美国国防部和硅谷间的关系可以追溯到二次世界大战,但国防部直至最近才完全委托私营部门作为其技术实力的后盾。自2000年年初以来,阿什·卡特(Ash Carter)在题为“保持技术优势”[211]的文章中提出的有关技术和商用的预测已变为现实,国防部开始致力维系与商业界的密切联系。卡特认为,通过“与市场力量合作而非对抗,利用商业化来保障国防需求”,不断发展的独立“产业和技术基地”将成为载体,使美国军方“成为世界上最早将商业技术适用于国防系统”的部门。当卡特2015年就任美国国防部长时,他能够将这些想法付诸实践。[212]

引起关切的另一个原因在于科技界最近就大型国防合同提出抗议。今年早些时候,十几名谷歌员工辞职抗议公司参与Project Maven项目,令谷歌登上头条,该项目由国防部资助,用于开发无人机拍摄以实现人工智能监控。超过3 000名谷歌员工在此问题上展现了道德立场,在致谷歌首席执行官桑达尔·皮查伊(Sundar Pichai)的信上签名,最终导致公司决定不再续签合同。

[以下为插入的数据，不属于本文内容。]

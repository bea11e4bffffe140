//! Application layer managing workflow state and business operations.
//!
//! This module coordinates between the domain layer, the backend gateway and
//! the presentation layer.

pub mod gateway;
pub mod workflow;
pub mod debounce;
pub mod submission;
pub mod state;

#[cfg(test)]
pub(crate) mod testing;

pub use gateway::*;
pub use workflow::*;
pub use debounce::*;
pub use submission::*;
pub use state::*;
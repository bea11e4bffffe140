pub mod models;
pub mod plate;
pub mod errors;

pub use models::*;
pub use plate::*;
pub use errors::*;
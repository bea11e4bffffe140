use std::time::{Duration, Instant};

/// Quiet window applied when none is configured.
pub const DEFAULT_QUIET_WINDOW: Duration = Duration::from_millis(300);

/// Coalesces rapid search edits into a single query.
///
/// The debouncer never reads the clock itself; callers pass `now` so the
/// event loop and tests drive time explicitly.
///
/// # Examples
///
/// ```
/// use std::time::{Duration, Instant};
/// use plate_archive::application::SearchDebouncer;
///
/// let start = Instant::now();
/// let mut debouncer = SearchDebouncer::new(Duration::from_millis(300));
/// debouncer.push("A", start);
/// debouncer.push("AB", start + Duration::from_millis(100));
///
/// assert_eq!(debouncer.poll(start + Duration::from_millis(200)), None);
/// assert_eq!(debouncer.poll(start + Duration::from_millis(400)), Some("AB".to_string()));
/// ```
#[derive(Debug)]
pub struct SearchDebouncer {
    quiet_window: Duration,
    buffered: Option<(String, Instant)>,
    last_emitted: String,
}

impl SearchDebouncer {
    /// Creates a debouncer that waits `quiet_window` after the last push.
    pub fn new(quiet_window: Duration) -> Self {
        Self {
            quiet_window,
            buffered: None,
            last_emitted: String::new(),
        }
    }

    /// Buffers `value` and restarts the quiet window.
    pub fn push(&mut self, value: impl Into<String>, now: Instant) {
        self.buffered = Some((value.into(), now));
    }

    /// Emits the buffered value once the quiet window has elapsed, unless it
    /// equals the last emitted value.
    pub fn poll(&mut self, now: Instant) -> Option<String> {
        let (_, pushed_at) = self.buffered.as_ref()?;
        if now.duration_since(*pushed_at) < self.quiet_window {
            return None;
        }
        self.flush()
    }

    /// Emits the buffered value immediately, subject to the same
    /// distinctness rule as [`poll`](Self::poll).
    pub fn flush(&mut self) -> Option<String> {
        let (value, _) = self.buffered.take()?;
        if value == self.last_emitted {
            return None;
        }
        self.last_emitted = value.clone();
        Some(value)
    }

    /// When the buffered value becomes due, if anything is buffered.
    pub fn deadline(&self) -> Option<Instant> {
        self.buffered
            .as_ref()
            .map(|(_, pushed_at)| *pushed_at + self.quiet_window)
    }

    /// The value most recently emitted, `""` before the first emission.
    pub fn last_emitted(&self) -> &str {
        &self.last_emitted
    }

    /// Replaces the last emitted value without emitting anything.
    ///
    /// Used when an emitted search never took effect, so the same text can be
    /// emitted again.
    pub fn reset_last_emitted(&mut self, value: impl Into<String>) {
        self.last_emitted = value.into();
    }
}

impl Default for SearchDebouncer {
    fn default() -> Self {
        Self::new(DEFAULT_QUIET_WINDOW)
    }
}
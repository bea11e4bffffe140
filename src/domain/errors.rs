use thiserror::Error;

/// Failure talking to the archive backend.
#[derive(Debug, Clone, PartialEq, Eq, Error)]
pub enum GatewayError {
    #[error("Network error: {0}")]
    Network(String),

    #[error("API error (status {status}): {message}")]
    Api { status: u16, message: String },

    #[error("Invalid response: {0}")]
    Decode(String),
}

impl From<reqwest::Error> for GatewayError {
    fn from(err: reqwest::Error) -> Self {
        if err.is_decode() {
            GatewayError::Decode(err.to_string())
        } else {
            GatewayError::Network(err.to_string())
        }
    }
}

pub type GatewayResult<T> = Result<T, GatewayError>;

/// Input rejected before anything is sent.
#[derive(Debug, Clone, Copy, PartialEq, Eq, Error)]
pub enum ValidationError {
    #[error("Plate number is required")]
    EmptyPlateNumber,

    #[error("Reject reason is required")]
    EmptyRejectReason,
}

/// A listing call that produced nothing to apply.
#[derive(Debug, Clone, PartialEq, Eq, Error)]
pub enum FetchError {
    #[error("Failed to load requests: {0}")]
    Gateway(#[from] GatewayError),

    #[error("Failed to load requests: response carried no data")]
    MissingData,

    /// A newer load for the same list was issued before this one resolved.
    #[error("Superseded by a newer load")]
    Superseded,
}

/// An approve/reject/rollback submission that did not go through.
#[derive(Debug, Clone, PartialEq, Eq, Error)]
pub enum ActionError {
    #[error(transparent)]
    Validation(#[from] ValidationError),

    #[error("An action for request {0} is already in progress")]
    InProgress(String),

    #[error("Action failed: {0}")]
    Gateway(#[from] GatewayError),

    #[error("Action failed: the server did not accept it")]
    Unsuccessful,
}

/// A new-request submission that did not go through.
#[derive(Debug, Clone, PartialEq, Eq, Error)]
pub enum SubmissionError {
    #[error(transparent)]
    Validation(#[from] ValidationError),

    #[error("Failed to send request: {0}")]
    Gateway(#[from] GatewayError),

    #[error("Failed to send request: the server did not accept it")]
    Unsuccessful,
}
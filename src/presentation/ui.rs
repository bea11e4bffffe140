use crate::application::{App, AppMode, FormField, View};
use crate::domain::{ArchiveAction, ArchiveRequest, PageCursor};
use ratatui::{
    layout::{Constraint, Direction, Layout, Rect},
    style::{Color, Modifier, Style},
    text::Line,
    widgets::{Block, Borders, Cell, Clear, Paragraph, Row, Table, Tabs},
    Frame,
};

/// Renders the whole interface for the current application state.
///
/// Draws the view tabs, the active view, the status bar and, depending on
/// the mode, the reject or help popup on top.
pub fn render_ui<G>(f: &mut Frame, app: &App<G>) {
    let chunks = Layout::default()
        .direction(Direction::Vertical)
        .constraints([
            Constraint::Length(1),
            Constraint::Min(0),
            Constraint::Length(3),
        ])
        .split(f.area());

    render_header(f, app, chunks[0]);
    match app.view {
        View::Queue => render_queue(f, app, chunks[1]),
        View::Completed => render_completed(f, app, chunks[1]),
        View::NewRequest => render_new_request(f, app, chunks[1]),
    }
    render_status_bar(f, app, chunks[2]);

    match app.mode {
        AppMode::Help => render_help_popup(f, app.help_scroll),
        AppMode::RejectReason => render_reject_popup(f, app),
        _ => {}
    }
}

fn render_header<G>(f: &mut Frame, app: &App<G>, area: Rect) {
    let titles: Vec<Line> = View::ALL
        .iter()
        .map(|view| Line::from(format!("{} {}", view.index() + 1, view.title())))
        .collect();

    let mut loading = Vec::new();
    if app.workflow.is_pending_loading() {
        loading.push("queue");
    }
    if app.workflow.is_completed_loading() {
        loading.push("completed");
    }
    if app.submission.is_today_loading() {
        loading.push("today");
    }

    let chunks = Layout::default()
        .direction(Direction::Horizontal)
        .constraints([Constraint::Min(0), Constraint::Length(30)])
        .split(area);

    let tabs = Tabs::new(titles)
        .select(app.view.index())
        .style(Style::default().fg(Color::Cyan))
        .highlight_style(Style::default().bg(Color::LightBlue).fg(Color::Black));
    f.render_widget(tabs, chunks[0]);

    if !loading.is_empty() {
        let indicator = Paragraph::new(format!("Loading {}...", loading.join(", ")))
            .style(Style::default().fg(Color::Yellow));
        f.render_widget(indicator, chunks[1]);
    }
}

fn action_style(action: ArchiveAction) -> Style {
    match action {
        ArchiveAction::Approved => Style::default().fg(Color::Green),
        ArchiveAction::Rejected => Style::default().fg(Color::Red),
        ArchiveAction::Pending => Style::default().fg(Color::Yellow),
    }
}

fn page_label(cursor: PageCursor) -> String {
    format!(
        "page {}/{} | {} items",
        cursor.page,
        cursor.total_pages.max(1),
        cursor.total_items
    )
}

fn request_row<'a>(request: &'a ArchiveRequest, marker: &'a str, selected: bool) -> Row<'a> {
    let row_style = if selected {
        Style::default().bg(Color::Blue).fg(Color::White)
    } else {
        Style::default()
    };
    Row::new(vec![
        Cell::from(marker),
        Cell::from(request.plate_number.as_str()),
        Cell::from(request.action_taken.label()).style(action_style(request.action_taken)),
        Cell::from(request.action_type.label()),
        Cell::from(request.reject_reason().unwrap_or(request.note.as_str())),
    ])
    .style(row_style)
}

fn request_table<'a>(rows: Vec<Row<'a>>, title: String) -> Table<'a> {
    let header = Row::new(vec!["", "Plate", "Status", "Type", "Note / reason"])
        .style(Style::default().fg(Color::Yellow));
    Table::new(
        rows,
        [
            Constraint::Length(3),
            Constraint::Length(16),
            Constraint::Length(10),
            Constraint::Length(10),
            Constraint::Min(10),
        ],
    )
    .header(header)
    .block(Block::default().borders(Borders::ALL).title(title))
    .column_spacing(1)
}

fn render_queue<G>(f: &mut Frame, app: &App<G>, area: Rect) {
    let chunks = Layout::default()
        .direction(Direction::Horizontal)
        .constraints([Constraint::Percentage(65), Constraint::Percentage(35)])
        .split(area);

    let next = app.workflow.next_available_pending_id();
    let rows = app
        .workflow
        .displayed()
        .iter()
        .enumerate()
        .map(|(index, request)| {
            let marker = if app.workflow.is_in_progress(&request.id) {
                ">>"
            } else if Some(request.id.as_str()) == next {
                "*"
            } else {
                ""
            };
            request_row(request, marker, index == app.queue_selected)
        })
        .collect();

    let title = if app.workflow.is_searching() {
        format!(
            "Search '{}' ({})",
            app.workflow.search_text(),
            page_label(app.workflow.pending_cursor())
        )
    } else {
        format!("Pending queue ({})", page_label(app.workflow.pending_cursor()))
    };
    f.render_widget(request_table(rows, title), chunks[0]);

    let work_rows: Vec<Row> = app
        .workflow
        .in_progress_requests()
        .into_iter()
        .map(|request| Row::new(vec![Cell::from(request.plate_number.as_str())]))
        .collect();
    let work_list = Table::new(work_rows, [Constraint::Min(10)]).block(
        Block::default()
            .borders(Borders::ALL)
            .title(format!("In progress ({})", app.workflow.in_progress_ids().len())),
    );
    f.render_widget(work_list, chunks[1]);
}

fn render_completed<G>(f: &mut Frame, app: &App<G>, area: Rect) {
    let rows = app
        .workflow
        .completed()
        .iter()
        .enumerate()
        .map(|(index, request)| request_row(request, "", index == app.completed_selected))
        .collect();
    let title = format!(
        "Completed: {} approved, {} rejected ({})",
        app.workflow.approved().len(),
        app.workflow.rejected().len(),
        page_label(app.workflow.completed_cursor())
    );
    f.render_widget(request_table(rows, title), area);
}

fn render_new_request<G>(f: &mut Frame, app: &App<G>, area: Rect) {
    let chunks = Layout::default()
        .direction(Direction::Vertical)
        .constraints([Constraint::Length(7), Constraint::Min(0)])
        .split(area);

    let editing = matches!(app.mode, AppMode::EditForm);
    let field_style = |field: FormField| {
        if editing && app.form_field == field {
            Style::default().fg(Color::Green).add_modifier(Modifier::BOLD)
        } else {
            Style::default()
        }
    };
    let form = vec![
        Line::styled(format!("Plate number: {}", app.submission.plate_input), field_style(FormField::Plate)),
        Line::styled(format!("Note:         {}", app.submission.note_input), field_style(FormField::Note)),
        Line::styled(
            format!("Type:         < {} >", app.submission.archive_type.label()),
            field_style(FormField::Type),
        ),
    ];
    let title = if app.submission.is_submitting() { "New request (sending...)" } else { "New request" };
    f.render_widget(
        Paragraph::new(form).block(Block::default().borders(Borders::ALL).title(title)),
        chunks[0],
    );

    let summary = app.submission.summary();
    let title = match app.submission.today_error() {
        Some(error) => format!("Today: {}", error),
        None => format!(
            "Today: {} total | {} pending | {} approved | {} rejected",
            summary.total, summary.pending, summary.approved, summary.rejected
        ),
    };
    let rows = app
        .submission
        .today()
        .iter()
        .map(|request| request_row(request, "", false))
        .collect();
    f.render_widget(request_table(rows, title), chunks[1]);
}

fn render_status_bar<G>(f: &mut Frame, app: &App<G>, area: Rect) {
    let input_text = match app.mode {
        AppMode::Normal => {
            if let Some(ref status) = app.status_message {
                status.clone()
            } else {
                match app.view {
                    View::Queue => "Enter: claim | u: release | a: approve | r: reject | /: search | [ ]: page | F5: refresh | ?: help | q: quit".to_string(),
                    View::Completed => "p: return to pending | Ctrl+E: export CSV | y: copy plate | [ ]: page | ?: help | q: quit".to_string(),
                    View::NewRequest => "Enter/i: edit form | Tab: switch view | ?: help | q: quit".to_string(),
                }
            }
        }
        AppMode::Search => format!("Search: {} (Enter to apply, Esc to clear)", app.search_input),
        AppMode::RejectReason => app
            .status_message
            .clone()
            .unwrap_or_else(|| "Enter a reject reason (Enter to confirm, Esc to cancel)".to_string()),
        AppMode::EditForm => app
            .status_message
            .clone()
            .unwrap_or_else(|| "Tab: next field | Space/←→: change type | Enter: send | Esc: done".to_string()),
        AppMode::ExportCsv => format!("Export CSV as: {} (Enter to export, Esc to cancel)", app.filename_input),
        AppMode::Help => "↑↓/jk: scroll | PgUp/PgDn: fast scroll | Home: top | Esc/q: close help".to_string(),
    };

    let input = Paragraph::new(input_text)
        .block(Block::default().borders(Borders::ALL).title("Status"))
        .style(match app.mode {
            AppMode::Normal => Style::default(),
            AppMode::Search => Style::default().fg(Color::Green),
            AppMode::RejectReason => Style::default().fg(Color::Red),
            AppMode::EditForm => Style::default().fg(Color::Green),
            AppMode::ExportCsv => Style::default().fg(Color::Magenta),
            AppMode::Help => Style::default().fg(Color::Cyan),
        });
    f.render_widget(input, area);
}

/// A `height`-row rectangle `width_percent` wide, centered in `area`.
fn centered(area: Rect, width_percent: u16, height: u16) -> Rect {
    let width = (u32::from(area.width) * u32::from(width_percent.min(100)) / 100) as u16;
    Rect {
        x: area.x + (area.width - width) / 2,
        y: area.y + area.height.saturating_sub(height) / 2,
        width,
        height: height.min(area.height),
    }
}

fn render_reject_popup<G>(f: &mut Frame, app: &App<G>) {
    let popup_area = centered(f.area(), 60, 3);
    f.render_widget(Clear, popup_area);

    let plate = app
        .rejecting_id
        .as_deref()
        .and_then(|id| app.workflow.displayed().iter().find(|request| request.id == id))
        .map(|request| request.plate_number.as_str())
        .unwrap_or("");
    let popup = Paragraph::new(app.reject_input.as_str())
        .block(
            Block::default()
                .borders(Borders::ALL)
                .title(format!("Reject {}: reason", plate))
                .style(Style::default().fg(Color::Red)),
        )
        .style(Style::default().fg(Color::White));
    f.render_widget(popup, popup_area);
}

fn render_help_popup(f: &mut Frame, scroll: usize) {
    let area = f.area();
    let popup_area = Rect {
        x: area.width / 10,
        y: area.height / 10,
        width: area.width * 4 / 5,
        height: area.height * 4 / 5,
    };

    f.render_widget(Clear, popup_area);

    let help_lines: Vec<&str> = HELP_TEXT.lines().collect();
    let visible_height = popup_area.height.saturating_sub(2) as usize;

    let start_line = scroll.min(help_lines.len().saturating_sub(visible_height));
    let end_line = (start_line + visible_height).min(help_lines.len());

    let visible_text = help_lines[start_line..end_line].join("\n");

    let help_widget = Paragraph::new(visible_text)
        .block(Block::default()
            .borders(Borders::ALL)
            .title(format!("Help (Line {}/{})", start_line + 1, help_lines.len()))
            .style(Style::default().fg(Color::Cyan)))
        .style(Style::default().fg(Color::White));

    f.render_widget(help_widget, popup_area);
}

const HELP_TEXT: &str = r#"PLATE ARCHIVE REQUESTS

=== VIEWS ===
1 / Tab         Queue: pending requests (or search results)
2               Completed: approved and rejected requests
3               New request form and today's summary
Shift+Tab       Previous view

=== QUEUE ===
↑↓ or j/k       Move selection
Enter or c      Claim the selected request
                Requests are claimed strictly in order: only the
                first unclaimed pending request (marked *) can be taken
u               Release a claimed request back to the queue
a               Approve a claimed request
r               Reject a claimed request (a reason is required)
/               Search by plate number; the list updates as you type
Esc (search)    Clear the search and show the pending queue again
[ and ]         Previous / next page

=== COMPLETED ===
p               Return the selected request to pending
y               Copy the selected plate number
Ctrl+E          Export the completed page to CSV
[ and ]         Previous / next page

=== NEW REQUEST ===
Enter or i      Start editing the form
Tab             Next field (the plate is normalized when you leave it)
Space / ←→      Change the request type
Enter           Send the request
Esc             Stop editing

=== GENERAL ===
F5              Reload every list
F1 or ?         Show this help
q               Quit

=== HELP NAVIGATION ===
↑↓ or j/k       Scroll help text up/down one line
Page Up/Down    Scroll help text up/down 5 lines
Home            Jump to top of help text
Esc/F1/?/q      Close this help window"#;

#[cfg(test)]
mod tests {
    use super::*;

    #[test]
    fn test_centered_fits_inside_area() {
        let area = Rect::new(0, 0, 100, 40);
        assert_eq!(centered(area, 60, 3), Rect::new(20, 18, 60, 3));
    }

    #[test]
    fn test_centered_on_very_wide_terminal() {
        let area = Rect::new(0, 0, 2000, 10);
        let popup = centered(area, 60, 20);
        assert_eq!(popup.width, 1200);
        assert_eq!(popup.x, 400);
        assert_eq!(popup.height, 10);
        assert_eq!(popup.y, 0);
    }
}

[213]

最近,微软公司员工也对Azure Government发起抗议,Azure Government是移民和海关执法局(ICE)在美墨边境对强制分离的家庭使用的面部识别软件。该软件亦引发了一封由100多名员工签字的公开信,信中表示:“我们是一个不断发展的运动的一部分,该运动由业内的许多人士组成,他们认识到创造强大技术的人身负重任,必须确保其创造之物被用行善而非行恶。”[214]

虽然此类科技巨头中发声抗议的人数较少,这些例子仍应让国防部停下来反思其赢得量子竞赛所需的来自产业界和科技界的忠诚度。我们今天看到的蓬勃发展的企业创新创业的技术文化是20世纪60年代反战反文化的产物。[215]

国防合同具有内在的政治属性,最重要的是,国防部必须牢记,科技公司对量子计算的追求并非出于爱国和忠诚。当前依赖科技体系而取得的成功最终将取决于国防项目能否作为科技公司可行的商业模式加以运作,同时确保有适当的系统保障创建的技术受到负责任的监管。[216]

这场竞赛并非仅由利润驱动:与其他许多技术一样,量子技术是消费者和防务部门共同梦寐以求的目标。在美国,国防部(DoD)严重依赖硅谷蓬勃发展的风投文化的强劲势头,以便先于竞争对手取得量子优势地位。但从长远看,这种依赖关系是否会成为劣势?[217]

一个突出的问题是普遍存在的“技术纠缠”。卡特认为,维持技术优势地位的一个重要内容是美国军方有权拒绝向竞争对手提供新技术的相关信息。然而,如今负责量子创新的技术社区是高度协作且不断移动的,运转在全球化的经济中。[218]